(Task to complete):
Set out the records again, keeping every word as it is.

(Provided records):
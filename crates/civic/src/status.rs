// SPDX-FileCopyrightText: 2026 Civic Contributors
// SPDX-License-Identifier: MIT OR Apache-2.0

//! `civic plugins` and `civic health` command implementations.

use std::io::IsTerminal;

use civic_core::types::{PluginHealth, Slot};
use civic_core::CivicError;
use civic_plugin::{PluginStatus, PluginSummary};
use civic_sync::SlotOutcome;
use serde::Serialize;

use crate::app::App;

/// Structured output for `civic plugins --json`.
#[derive(Debug, Serialize)]
pub struct PluginsResponse {
    pub discovered: usize,
    pub plugins: Vec<PluginSummary>,
    pub local: SlotOutcome,
    pub federal: SlotOutcome,
    pub warnings: Vec<String>,
}

/// Structured output for `civic health --json`.
#[derive(Debug, Serialize)]
pub struct HealthResponse {
    pub healthy: bool,
    pub local: Option<PluginHealth>,
    pub federal: Option<PluginHealth>,
}

pub async fn run_plugins(app: &App, json: bool, plain: bool) -> Result<PluginsResponse, CivicError> {
    let response = PluginsResponse {
        discovered: app.report.discovered,
        plugins: app.registry.summaries().await,
        local: app.report.local.clone(),
        federal: app.report.federal.clone(),
        warnings: app.report.warnings.clone(),
    };

    if json {
        println!("{}", serde_json::to_string_pretty(&response)?);
    } else {
        let use_color = !plain && std::io::stdout().is_terminal();
        print_plugins(&response, use_color);
    }
    Ok(response)
}

/// Health of every occupied slot. Unhealthy when any occupied slot is.
pub async fn run_health(app: &App, json: bool, plain: bool) -> Result<HealthResponse, CivicError> {
    let health = app.registry.get_health().await;
    let healthy = [&health.local, &health.federal]
        .into_iter()
        .flatten()
        .all(|h| h.healthy);
    let response = HealthResponse {
        healthy,
        local: health.local,
        federal: health.federal,
    };

    if json {
        println!("{}", serde_json::to_string_pretty(&response)?);
    } else {
        let use_color = !plain && std::io::stdout().is_terminal();
        print_health(&response, use_color);
    }
    Ok(response)
}

fn print_plugins(response: &PluginsResponse, use_color: bool) {
    println!();
    println!("  civic plugins ({} discovered)", response.discovered);
    println!("  {}", "-".repeat(50));

    if response.plugins.is_empty() {
        println!("    no plugins registered");
    }
    for plugin in &response.plugins {
        let line = format!(
            "{:<8} {} {} ({})",
            plugin.slot, plugin.name, plugin.version, plugin.status
        );
        match (plugin.status, use_color) {
            (PluginStatus::Active, true) => {
                use colored::Colorize;
                println!("    {} {line}", "✓".green());
            }
            (PluginStatus::Error, true) => {
                use colored::Colorize;
                println!("    {} {line}", "✗".red());
            }
            (PluginStatus::Active, false) => println!("    [OK]   {line}"),
            (PluginStatus::Error, false) => println!("    [FAIL] {line}"),
        }
        if let Some(error) = &plugin.last_error {
            println!("           {error}");
        }
    }

    for warning in &response.warnings {
        if use_color {
            use colored::Colorize;
            println!("    {} {warning}", "!".yellow());
        } else {
            println!("    [WARN] {warning}");
        }
    }
    println!();
}

fn print_health(response: &HealthResponse, use_color: bool) {
    println!();
    println!("  civic health");
    println!("  {}", "-".repeat(50));

    for (slot, health) in [(Slot::Local, &response.local), (Slot::Federal, &response.federal)] {
        let Some(health) = health else {
            println!("    {slot:<8} (empty)");
            continue;
        };
        if use_color {
            use colored::Colorize;
            let mark = if health.healthy { "✓".green() } else { "✗".red() };
            println!("    {slot:<8} {mark} {}", health.message);
        } else {
            let mark = if health.healthy { "[OK]  " } else { "[FAIL]" };
            println!("    {slot:<8} {mark} {}", health.message);
        }
    }
    println!();
}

(Answer to this exercise):
filename crates/civic/src/status.rs
// SPDX-FileCopyrightText: 2026 Civic Contributors
// SPDX-License-Identifier: MIT OR Apache-2.0

//! `civic plugins` and `civic health` command implementations.

use std::io::IsTerminal;

use civic_core::types::{PluginHealth, Slot};
use civic_core::CivicError;
use civic_plugin::{PluginStatus, PluginSummary};
use civic_sync::SlotOutcome;
use serde::Serialize;

use crate::app::App;

/// Structured output for `civic plugins --json`.
#[derive(Debug, Serialize)]
pub struct PluginsResponse {
    pub discovered: usize,
    pub plugins: Vec<PluginSummary>,
    pub local: SlotOutcome,
    pub federal: SlotOutcome,
    pub warnings: Vec<String>,
}

/// Structured output for `civic health --json`.
#[derive(Debug, Serialize)]
pub struct HealthResponse {
    pub healthy: bool,
    pub local: Option<PluginHealth>,
    pub federal: Option<PluginHealth>,
}

pub async fn run_plugins(app: &App, json: bool, plain: bool) -> Result<PluginsResponse, CivicError> {
    let response = PluginsResponse {
        discovered: app.report.discovered,
        plugins: app.registry.summaries().await,
        local: app.report.local.clone(),
        federal: app.report.federal.clone(),
        warnings: app.report.warnings.clone(),
    };

    if json {
        println!("{}", serde_json::to_string_pretty(&response)?);
    } else {
        let use_color = !plain && std::io::stdout().is_terminal();
        print_plugins(&response, use_color);
    }
    Ok(response)
}

/// Health of every occupied slot. Unhealthy when any occupied slot is.
pub async fn run_health(app: &App, json: bool, plain: bool) -> Result<HealthResponse, CivicError> {
    let health = app.registry.get_health().await;
    let healthy = [&health.local, &health.federal]
        .into_iter()
        .flatten()
        .all(|h| h.healthy);
    let response = HealthResponse {
        healthy,
        local: health.local,
        federal: health.federal,
    };

    if json {
        println!("{}", serde_json::to_string_pretty(&response)?);
    } else {
        let use_color = !plain && std::io::stdout().is_terminal();
        print_health(&response, use_color);
    }
    Ok(response)
}

fn print_plugins(response: &PluginsResponse, use_color: bool) {
    println!();
    println!("  civic plugins ({} discovered)", response.discovered);
    println!("  {}", "-".repeat(50));

    if response.plugins.is_empty() {
        println!("    no plugins registered");
    }
    for plugin in &response.plugins {
        let line = format!(
            "{:<8} {} {} ({})",
            plugin.slot, plugin.name, plugin.version, plugin.status
        );
        match (plugin.status, use_color) {
            (PluginStatus::Active, true) => {
                use colored::Colorize;
                println!("    {} {line}", "✓".green());
            }
            (PluginStatus::Error, true) => {
                use colored::Colorize;
                println!("    {} {line}", "✗".red());
            }
            (PluginStatus::Active, false) => println!("    [OK]   {line}"),
            (PluginStatus::Error, false) => println!("    [FAIL] {line}"),
        }
        if let Some(error) = &plugin.last_error {
            println!("           {error}");
        }
    }

    for warning in &response.warnings {
        if use_color {
            use colored::Colorize;
            println!("    {} {warning}", "!".yellow());
        } else {
            println!("    [WARN] {warning}");
        }
    }
    println!();
}

fn print_health(response: &HealthResponse, use_color: bool) {
    println!();
    println!("  civic health");
    println!("  {}", "-".repeat(50));

    for (slot, health) in [(Slot::Local, &response.local), (Slot::Federal, &response.federal)] {
        let Some(health) = health else {
            println!("    {slot:<8} (empty)");
            continue;
        };
        if use_color {
            use colored::Colorize;
            let mark = if health.healthy { "✓".green() } else { "✗".red() };
            println!("    {slot:<8} {mark} {}", health.message);
        } else {
            let mark = if health.healthy { "[OK]  " } else { "[FAIL]" };
            println!("    {slot:<8} {mark} {}", health.message);
        }
    }
    println!();
}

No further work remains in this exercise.